Unos pocos segundos después, Jukkar se encontró con lo que buscaba, a la altura de los antiguos baños árabes, en plena calle Real. Habían dispuesto allí una suerte de barrera fabricada con sacos de tierra, adoquines y troncos, con apenas un estrecho paso en su parte central. Desde el otro lado, algunos soldados vigilaban la zona, mirando por encima de los muros. En el suelo había trazada una línea amarilla, y la pintura era todavía fuerte y bien definida, como si fuera reciente. Un único cartel, toscamente construido, estaba emplazado en mitad de la calle y rezaba así :
ZONA MILITAR
PROHIBIDO EL PASO
CAMINE CON LOS BRAZOS EN ALTO
NO CORRA HACIA EL PERSONAL MILITAR
RESPONDA CUANDO SE LE PREGUNTE
SE DISPARARÁ A LOS INFRACTORES
Jukkar se detuvo, contrariado por lo que veía.

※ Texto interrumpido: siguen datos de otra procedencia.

use std::sync::Arc;

use serde_json::{json, Value};
use tidal_core::Notice;
use tracing::{info, warn};

use crate::config::ClientConfig;
use crate::context::ClientContext;
use crate::error::ClientError;
use crate::notify::Notifier;
use crate::refresh::{HttpTokenExchange, SessionRefresher, TokenExchange};
use crate::replay::{ApiRequest, RequestReplayer};
use crate::store::{SessionTokens, TokenStore};
use crate::stream::StreamRequester;
use crate::types::TokenGrant;

/// Entry point wiring one refresher, its streaming and plain requesters, and
/// the session's credentials.
#[derive(Clone)]
pub struct SessionClient {
    ctx: ClientContext,
    refresher: SessionRefresher,
    streams: StreamRequester,
    requests: RequestReplayer,
}

impl SessionClient {
    pub fn new(
        config: ClientConfig,
        store: Arc<dyn TokenStore>,
        notifier: Arc<dyn Notifier>,
    ) -> Result<Self, ClientError> {
        let mut builder = reqwest::Client::builder();
        if let Some(timeout) = config.request_timeout() {
            builder = builder.timeout(timeout);
        }
        let http = builder
            .build()
            .map_err(|err| ClientError::Config(format!("failed to build http client: {err}")))?;
        Self::with_http(http, config, store, notifier)
    }

    /// Uses `http` for every call, including the refresh exchange.
    pub fn with_http(
        http: reqwest::Client,
        config: ClientConfig,
        store: Arc<dyn TokenStore>,
        notifier: Arc<dyn Notifier>,
    ) -> Result<Self, ClientError> {
        let refresh_url = config.resolve_url(&config.refresh_path)?;
        let exchange = Arc::new(HttpTokenExchange::new(http.clone(), refresh_url));
        Ok(Self::with_exchange(http, config, store, notifier, exchange))
    }

    pub fn with_exchange(
        http: reqwest::Client,
        config: ClientConfig,
        store: Arc<dyn TokenStore>,
        notifier: Arc<dyn Notifier>,
        exchange: Arc<dyn TokenExchange>,
    ) -> Self {
        let tokens = SessionTokens::new(store, config.extra_session_keys.clone());
        let ctx = ClientContext::new(http, config, tokens, notifier);
        let refresher = SessionRefresher::new(ctx.clone(), exchange);
        Self {
            streams: StreamRequester::new(ctx.clone(), refresher.clone()),
            requests: RequestReplayer::new(ctx.clone(), refresher.clone()),
            ctx,
            refresher,
        }
    }

    pub fn streams(&self) -> &StreamRequester {
        &self.streams
    }

    pub fn requests(&self) -> &RequestReplayer {
        &self.requests
    }

    pub fn refresher(&self) -> &SessionRefresher {
        &self.refresher
    }

    pub fn tokens(&self) -> &SessionTokens {
        &self.ctx.tokens
    }

    pub fn config(&self) -> &ClientConfig {
        &self.ctx.config
    }

    pub fn is_authenticated(&self) -> Result<bool, ClientError> {
        Ok(self.ctx.tokens.access_token()?.is_some())
    }

    /// Posts `credentials` to the login endpoint and stores the issued grant.
    pub async fn login(&self, credentials: Value) -> Result<TokenGrant, ClientError> {
        let login_path = self.ctx.config.login_path.clone();
        let body = self
            .requests
            .send(ApiRequest::post(login_path, credentials))
            .await?;
        let grant = TokenGrant::from_value(body).map_err(|reason| {
            warn!(event = "login_response_invalid", reason = %reason);
            ClientError::Decode(reason)
        })?;

        let stored = self
            .ctx
            .tokens
            .store_access_token(&grant.access_token)
            .and_then(|()| match grant.refresh_token.as_deref() {
                Some(refresh) => self.ctx.tokens.store_refresh_token(refresh),
                None => Ok(()),
            });
        if let Err(err) = stored {
            warn!(event = "login_store_failed", error = %err);
            self.ctx.notify(Notice::StorageUnavailable);
            return Err(err.into());
        }
        info!(event = "logged_in", domain = %self.ctx.config.token_domain);
        Ok(grant)
    }

    /// Tells the backend the session is over, then forgets it locally even
    /// when the backend call failed.
    pub async fn logout(&self) -> Result<(), ClientError> {
        let logout_path = self.ctx.config.logout_path.clone();
        let outcome = self
            .requests
            .send(ApiRequest::post(logout_path, json!({})))
            .await;
        self.ctx.tokens.clear();
        info!(event = "logged_out", domain = %self.ctx.config.token_domain);
        outcome.map(|_| ())
    }
}
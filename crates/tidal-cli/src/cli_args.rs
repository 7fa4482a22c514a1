use clap::{ArgAction, Args, Parser, Subcommand};

#[derive(Parser)]
#[command(name = "tidal")]
#[command(about = "Streaming API client with automatic session refresh")]
pub struct Cli {
    #[arg(long, env = "TIDAL_BASE_URL")]
    pub base_url: Option<String>,
    #[arg(long, env = "TIDAL_CONFIG", help = "Config file (default ~/.tidal/config.yaml)")]
    pub config: Option<String>,
    #[arg(short, long, action = ArgAction::Count)]
    pub verbose: u8,
    #[command(subcommand)]
    pub command: Command,
}

#[derive(Subcommand)]
pub enum Command {
    Login(LoginArgs),
    Logout,
    #[command(about = "Open a streaming endpoint and print each event as a JSON line")]
    Stream(StreamArgs),
    #[command(about = "Send a JSON request and print the response body")]
    Request(RequestArgs),
    Config(ConfigArgs),
    Token(TokenArgs),
}

#[derive(Args)]
pub struct LoginArgs {
    #[arg(long)]
    pub username: String,
    #[arg(long, env = "TIDAL_PASSWORD", hide_env_values = true)]
    pub password: Option<String>,
}

#[derive(Args)]
pub struct StreamArgs {
    pub path: String,
    #[arg(long, help = "JSON request body", default_value = "{}")]
    pub data: String,
    #[arg(long, help = "Deliver one batch per frame instead of per chunk")]
    pub per_frame: bool,
    #[arg(long, help = "Treat the endpoint as public")]
    pub public: bool,
}

#[derive(Args)]
pub struct RequestArgs {
    pub method: String,
    pub path: String,
    #[arg(long, help = "JSON request body")]
    pub data: Option<String>,
    #[arg(long)]
    pub public: bool,
}

#[derive(Args)]
pub struct ConfigArgs {
    #[command(subcommand)]
    pub command: ConfigCommand,
}

#[derive(Subcommand)]
pub enum ConfigCommand {
    #[command(about = "Print the effective configuration")]
    Show,
}

#[derive(Args)]
pub struct TokenArgs {
    #[command(subcommand)]
    pub command: TokenCommand,
}

#[derive(Subcommand)]
pub enum TokenCommand {
    #[command(about = "Store tokens obtained elsewhere")]
    Set(TokenSetArgs),
    Clear,
    #[command(about = "Show whether a session is stored")]
    Status,
}

#[derive(Args)]
pub struct TokenSetArgs {
    #[arg(long)]
    pub access: String,
    #[arg(long)]
    pub refresh: Option<String>,
}
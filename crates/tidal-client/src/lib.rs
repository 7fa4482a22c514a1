#![allow(clippy::pedantic)]
#![allow(clippy::nursery)]
#![deny(clippy::unwrap_used)]
#![allow(clippy::missing_errors_doc)]

pub mod config;
mod context;
pub mod error;
pub mod notify;
mod policy;
pub mod refresh;
pub mod replay;
pub mod session;
pub mod store;
pub mod stream;
pub mod types;

pub use crate::config::{ClientConfig, TokenStoreKind};
pub use crate::error::{AuthFailure, ClientError, StoreError};
pub use crate::notify::{Notifier, TracingNotifier};
pub use crate::refresh::{
    ExchangeError, HttpTokenExchange, RefreshTicket, SessionRefresher, TokenExchange,
};
pub use crate::replay::{ApiRequest, RequestReplayer};
pub use crate::session::SessionClient;
pub use crate::store::{
    store_for, FileTokenStore, KeyringTokenStore, MemoryTokenStore, SessionTokens, TokenStore,
};
pub use crate::stream::{EventSink, FnSink, StreamOptions, StreamRequester, StreamSummary};
pub use crate::types::TokenGrant;

pub use tidal_core::{Batching, EndpointKind, EventData, Notice, ParsedEvent};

Había esperado soldados, pero nunca un muro con indicaciones semejantes. La cosa era peor de lo que había imaginado al principio, si los militares preferían mantenerse al margen de los civiles que debían proteger. De hecho, no había visto ningún soldado en la zona civil, ni siquiera en lo alto de las murallas que cerraban la fortaleza. Chasqueó la lengua, lamentando no haberse dado cuenta de eso antes. Era típico del pensamiento protocolario de un sistema de seguridad extremo, donde los civiles eran considerados amenazas en potencia.
Se había acercado lentamente a la línea amarilla. El color de la pintura parecía irreal, demasiado intenso, produciendo un fuerte contraste con los tonos apagados que dominaban en la escena.
—¡Eh! —llamó Jukkar. Su propia voz le sonó quebradiza y poco convincente. Carraspeó brevemente, para «calentar motores», como decía su abuela, sólo que ella acompañaba los carraspeos matutinos con una copa o dos de licor—. ¡Eh, hola!
No obtuvo respuesta, pero uno de los soldados levantó la cabeza para otear por encima de la barricada. El casco parecía diferente al de los otros que había visto, pero le fue imposible distinguir su expresión.
Levantó los brazos y cruzó la línea.
—¡Hola! —gritó.
Mientras recorría los dos primeros metros a paso exageradamente lento, el soldado desapareció de la vista. Fue apenas un instante: volvió a reaparecer por encima de la barricada, acompañado de un segundo soldado.